A central confounding factor in the development of targeted therapies is tumor cell heterogeneity, particularly in tumor-initiating cells (TIC), within clinically identical tumors. Here, we show how activation of the Sonic Hedgehog (SHH) pathway in neural stem and progenitor cells creates a foundation for tumor cell evolution to heterogeneous states that are histologically indistinguishable but molecularly distinct. In spontaneous medulloblastomas that arise in Patched (Ptch)(+/-) mice, we identified three distinct tumor subtypes. Through cell type-specific activation of the SHH pathway in vivo, we determined that different cells of origin evolved in unique ways to generate these subtypes. Moreover, TICs in each subtype had distinct molecular and cellular phenotypes.
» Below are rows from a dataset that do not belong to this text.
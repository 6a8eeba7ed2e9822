use chrono::Utc;
use sqlx::mysql::MySqlPool;
use tracing::warn;
use uuid::Uuid;

use crate::db;
use crate::models::page;
use crate::models::{
    Client, Collector, Page, SubmissionType, Transaction, TransactionFeedItem, TransactionStatus,
    TrustLevel,
};
use crate::services::notifier::{Notification, Notifier};
use crate::services::sms_parser::{self, ParsedSms};
use crate::services::validator::{self, ValidationOutcome};
use crate::utils::{self, ServiceError, ServiceResult};

/// Everything a submission call hands back: the stored entry plus the
/// parsed evidence and validation outcome that shaped it (SMS path only)
#[derive(Debug, Clone)]
pub struct SubmissionReceipt {
    pub transaction: Transaction,
    pub parsed: Option<ParsedSms>,
    pub validation: Option<ValidationOutcome>,
}

/// Collector submits SMS evidence on behalf of one of their clients
pub async fn submit_sms(
    pool: &MySqlPool,
    notifier: &Notifier,
    collector: &Collector,
    client_id: &str,
    sms_text: &str,
) -> ServiceResult<SubmissionReceipt> {
    utils::check_submission_allowed(client_id)
        .await
        .map_err(|_| ServiceError::RateLimited)?;

    let client = db::client::get_for_collector(pool, client_id, &collector.id)
        .await?
        .ok_or_else(|| ServiceError::NotFound("Client not found in your group".to_string()))?;

    create_sms_entry(pool, notifier, collector, &client, sms_text).await
}

/// Client submits SMS evidence for their own deposit
pub async fn submit_sms_as_client(
    pool: &MySqlPool,
    notifier: &Notifier,
    client: &Client,
    sms_text: &str,
) -> ServiceResult<SubmissionReceipt> {
    utils::check_submission_allowed(&client.id)
        .await
        .map_err(|_| ServiceError::RateLimited)?;

    let collector = db::collector::get_by_id(pool, &client.collector_id)
        .await?
        .ok_or_else(|| ServiceError::not_found("Collector"))?;

    create_sms_entry(pool, notifier, &collector, client, sms_text).await
}

/// Collector submits screenshot evidence on behalf of one of their clients
pub async fn submit_screenshot(
    pool: &MySqlPool,
    notifier: &Notifier,
    collector: &Collector,
    client_id: &str,
    amount: f64,
    screenshot_key: &str,
) -> ServiceResult<SubmissionReceipt> {
    utils::check_submission_allowed(client_id)
        .await
        .map_err(|_| ServiceError::RateLimited)?;

    let client = db::client::get_for_collector(pool, client_id, &collector.id)
        .await?
        .ok_or_else(|| ServiceError::NotFound("Client not found in your group".to_string()))?;

    create_screenshot_entry(pool, notifier, collector, &client, amount, screenshot_key).await
}

/// Client submits screenshot evidence for their own deposit
pub async fn submit_screenshot_as_client(
    pool: &MySqlPool,
    notifier: &Notifier,
    client: &Client,
    amount: f64,
    screenshot_key: &str,
) -> ServiceResult<SubmissionReceipt> {
    utils::check_submission_allowed(&client.id)
        .await
        .map_err(|_| ServiceError::RateLimited)?;

    let collector = db::collector::get_by_id(pool, &client.collector_id)
        .await?
        .ok_or_else(|| ServiceError::not_found("Collector"))?;

    create_screenshot_entry(pool, notifier, &collector, client, amount, screenshot_key).await
}

async fn create_sms_entry(
    pool: &MySqlPool,
    notifier: &Notifier,
    collector: &Collector,
    client: &Client,
    sms_text: &str,
) -> ServiceResult<SubmissionReceipt> {
    let parsed = sms_parser::parse_momo_sms(sms_text);
    let mut validation = validator::validate_submission(pool, &parsed, collector).await?;

    // The SMS path never trusts a submitter-declared amount; an unparsed
    // amount is stored as 0 for the collector to sort out
    let mut entry = Transaction {
        id: Uuid::new_v4().to_string(),
        collector_id: collector.id.clone(),
        client_id: client.id.clone(),
        amount: parsed.amount.unwrap_or(0.0),
        momo_ref: if validation.auto_reject {
            None
        } else {
            parsed.momo_ref.clone()
        },
        submission_type: SubmissionType::SmsText,
        trust_level: validation.trust_level,
        status: if validation.auto_reject {
            TransactionStatus::AutoRejected
        } else {
            TransactionStatus::Pending
        },
        validation_flags: if validation.flags.is_empty() {
            None
        } else {
            Some(validation.flags.clone())
        },
        raw_sms_text: Some(sms_text.to_string()),
        screenshot_key: None,
        collector_note: None,
        submitted_at: Utc::now().naive_utc(),
        confirmed_at: None,
    };

    // The duplicate check and this insert are not atomic; a racing submission
    // with the same momo ref trips the unique key instead. Translate that
    // into the same auto-rejected outcome, with the ref left unstored.
    if let Err(e) = db::transaction::insert(pool, &entry).await {
        if entry.momo_ref.is_some() && utils::is_unique_violation(&e) {
            warn!(
                "Duplicate momo ref raced past the check, auto-rejecting entry {}",
                entry.id
            );
            validation = ValidationOutcome::duplicate();
            entry.momo_ref = None;
            entry.trust_level = TrustLevel::AutoRejected;
            entry.status = TransactionStatus::AutoRejected;
            entry.validation_flags = None;
            db::transaction::insert(pool, &entry).await?;
        } else {
            return Err(e.into());
        }
    }

    utils::record_submission(&client.id).await;

    if validation.auto_reject {
        notifier.dispatch(Notification::duplicate_submission(&client.id));
    } else {
        notifier.dispatch(Notification::payment_submitted(
            &collector.id,
            &client.full_name,
            entry.amount,
        ));
    }

    Ok(SubmissionReceipt {
        transaction: entry,
        parsed: Some(parsed),
        validation: Some(validation),
    })
}

async fn create_screenshot_entry(
    pool: &MySqlPool,
    notifier: &Notifier,
    collector: &Collector,
    client: &Client,
    amount: f64,
    screenshot_key: &str,
) -> ServiceResult<SubmissionReceipt> {
    if amount <= 0.0 {
        return Err(ServiceError::InvalidInput(format!(
            "Amount must be greater than 0, got {:.2}",
            amount
        )));
    }

    // No structured evidence exists to validate, so the entry starts at LOW
    // trust with the submitter-declared amount
    let entry = Transaction {
        id: Uuid::new_v4().to_string(),
        collector_id: collector.id.clone(),
        client_id: client.id.clone(),
        amount,
        momo_ref: None,
        submission_type: SubmissionType::Screenshot,
        trust_level: TrustLevel::Low,
        status: TransactionStatus::Pending,
        validation_flags: None,
        raw_sms_text: None,
        screenshot_key: Some(screenshot_key.to_string()),
        collector_note: None,
        submitted_at: Utc::now().naive_utc(),
        confirmed_at: None,
    };

    db::transaction::insert(pool, &entry).await?;
    utils::record_submission(&client.id).await;

    notifier.dispatch(Notification::payment_submitted(
        &collector.id,
        &client.full_name,
        entry.amount,
    ));

    Ok(SubmissionReceipt {
        transaction: entry,
        parsed: None,
        validation: None,
    })
}

/// Confirm a pending or queried entry; the only way money enters the ledger
pub async fn confirm_transaction(
    pool: &MySqlPool,
    notifier: &Notifier,
    collector_id: &str,
    transaction_id: &str,
) -> ServiceResult<Transaction> {
    let changed = db::transaction::mark_confirmed(
        pool,
        transaction_id,
        collector_id,
        Utc::now().naive_utc(),
    )
    .await?;

    if changed == 0 {
        return Err(transition_failure(pool, transaction_id, collector_id, "confirm").await?);
    }

    let entry = db::transaction::get_for_collector(pool, transaction_id, collector_id)
        .await?
        .ok_or_else(|| ServiceError::not_found("Transaction"))?;

    let balance = db::balance::for_client(pool, &entry.client_id)
        .await?
        .map(|b| b.balance)
        .unwrap_or(0.0);
    notifier.dispatch(Notification::payment_confirmed(
        &entry.client_id,
        entry.amount,
        balance,
    ));

    Ok(entry)
}

/// Query a pending entry back to the client with a note
pub async fn query_transaction(
    pool: &MySqlPool,
    notifier: &Notifier,
    collector_id: &str,
    transaction_id: &str,
    note: &str,
) -> ServiceResult<Transaction> {
    check_note(note)?;

    let changed = db::transaction::mark_queried(pool, transaction_id, collector_id, note).await?;

    if changed == 0 {
        return Err(transition_failure(pool, transaction_id, collector_id, "query").await?);
    }

    let entry = db::transaction::get_for_collector(pool, transaction_id, collector_id)
        .await?
        .ok_or_else(|| ServiceError::not_found("Transaction"))?;

    notifier.dispatch(Notification::payment_queried(
        &entry.client_id,
        entry.amount,
        note,
    ));

    Ok(entry)
}

/// Reject a queried entry with a note
pub async fn reject_transaction(
    pool: &MySqlPool,
    notifier: &Notifier,
    collector_id: &str,
    transaction_id: &str,
    note: &str,
) -> ServiceResult<Transaction> {
    check_note(note)?;

    let changed = db::transaction::mark_rejected(pool, transaction_id, collector_id, note).await?;

    if changed == 0 {
        return Err(transition_failure(pool, transaction_id, collector_id, "reject").await?);
    }

    let entry = db::transaction::get_for_collector(pool, transaction_id, collector_id)
        .await?
        .ok_or_else(|| ServiceError::not_found("Transaction"))?;

    notifier.dispatch(Notification::payment_rejected(
        &entry.client_id,
        entry.amount,
        note,
    ));

    Ok(entry)
}

/// Query and reject both carry a collector note; require one and keep it
/// inside the column size
fn check_note(note: &str) -> Result<(), ServiceError> {
    let length = note.chars().count();
    if length == 0 || length > 500 {
        return Err(ServiceError::InvalidInput(format!(
            "Note must be 1 to 500 characters, got {}",
            length
        )));
    }
    Ok(())
}

/// Work out why a guarded transition update changed no rows: either the
/// entry does not exist for this collector, or its status blocks the action
async fn transition_failure(
    pool: &MySqlPool,
    transaction_id: &str,
    collector_id: &str,
    action: &'static str,
) -> Result<ServiceError, sqlx::Error> {
    match db::transaction::get_for_collector(pool, transaction_id, collector_id).await? {
        Some(entry) => Ok(ServiceError::StateConflict {
            action,
            entity: "transaction",
            status: entry.status.to_string(),
        }),
        None => Ok(ServiceError::not_found("Transaction")),
    }
}

/// Entries awaiting collector review, oldest first
pub async fn get_pending_feed(
    pool: &MySqlPool,
    collector_id: &str,
    skip: i64,
    limit: i64,
) -> ServiceResult<Page<TransactionFeedItem>> {
    let (skip, limit) = page::clamp(skip, limit);
    let (items, total) = db::transaction::pending_feed(pool, collector_id, skip, limit).await?;
    Ok(Page::new(items, total, skip, limit))
}

/// A collector's entries, optionally filtered by status.
/// AUTO_REJECTED only appears when named explicitly in the filter.
pub async fn get_collector_transactions(
    pool: &MySqlPool,
    collector_id: &str,
    status: Option<TransactionStatus>,
    skip: i64,
    limit: i64,
) -> ServiceResult<Page<TransactionFeedItem>> {
    let (skip, limit) = page::clamp(skip, limit);
    let (items, total) =
        db::transaction::list_for_collector(pool, collector_id, status, skip, limit).await?;
    Ok(Page::new(items, total, skip, limit))
}

/// A client's own deposit history
pub async fn get_client_transactions(
    pool: &MySqlPool,
    client: &Client,
    skip: i64,
    limit: i64,
) -> ServiceResult<Page<Transaction>> {
    let (skip, limit) = page::clamp(skip, limit);
    let (items, total) = db::transaction::list_for_client(pool, &client.id, skip, limit).await?;
    Ok(Page::new(items, total, skip, limit))
}

/// One client's deposit history as seen by their collector
pub async fn get_client_history(
    pool: &MySqlPool,
    collector_id: &str,
    client_id: &str,
    skip: i64,
    limit: i64,
) -> ServiceResult<Page<Transaction>> {
    let client = db::client::get_for_collector(pool, client_id, collector_id)
        .await?
        .ok_or_else(|| ServiceError::NotFound("Client not found in your group".to_string()))?;

    let (skip, limit) = page::clamp(skip, limit);
    let (items, total) = db::transaction::list_for_client(pool, &client.id, skip, limit).await?;
    Ok(Page::new(items, total, skip, limit))
}

#[cfg(test)]
mod tests {
    use super::*;

    #[test]
    fn test_notes_must_be_one_to_five_hundred_characters() {
        let err = check_note("").unwrap_err();
        assert_eq!(err.to_string(), "Note must be 1 to 500 characters, got 0");

        assert!(check_note("Which sender is this? The name does not match.").is_ok());
        assert!(check_note(&"x".repeat(500)).is_ok());
        assert!(check_note(&"x".repeat(501)).is_err());
    }
}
At the bulk tumor level, the three tumor subtypes could be distinguished by a 465-gene signature and by differential activation levels of the ERK and AKT pathways. Notably, TICs from different subtypes were differentially sensitive to SHH or AKT pathway inhibitors, highlighting new mechanisms of resistance to targeted therapies. In summary, our results show how evolutionary processes act on distinct cells of origin to contribute to tumoral heterogeneity, at both bulk tumor and TIC levels.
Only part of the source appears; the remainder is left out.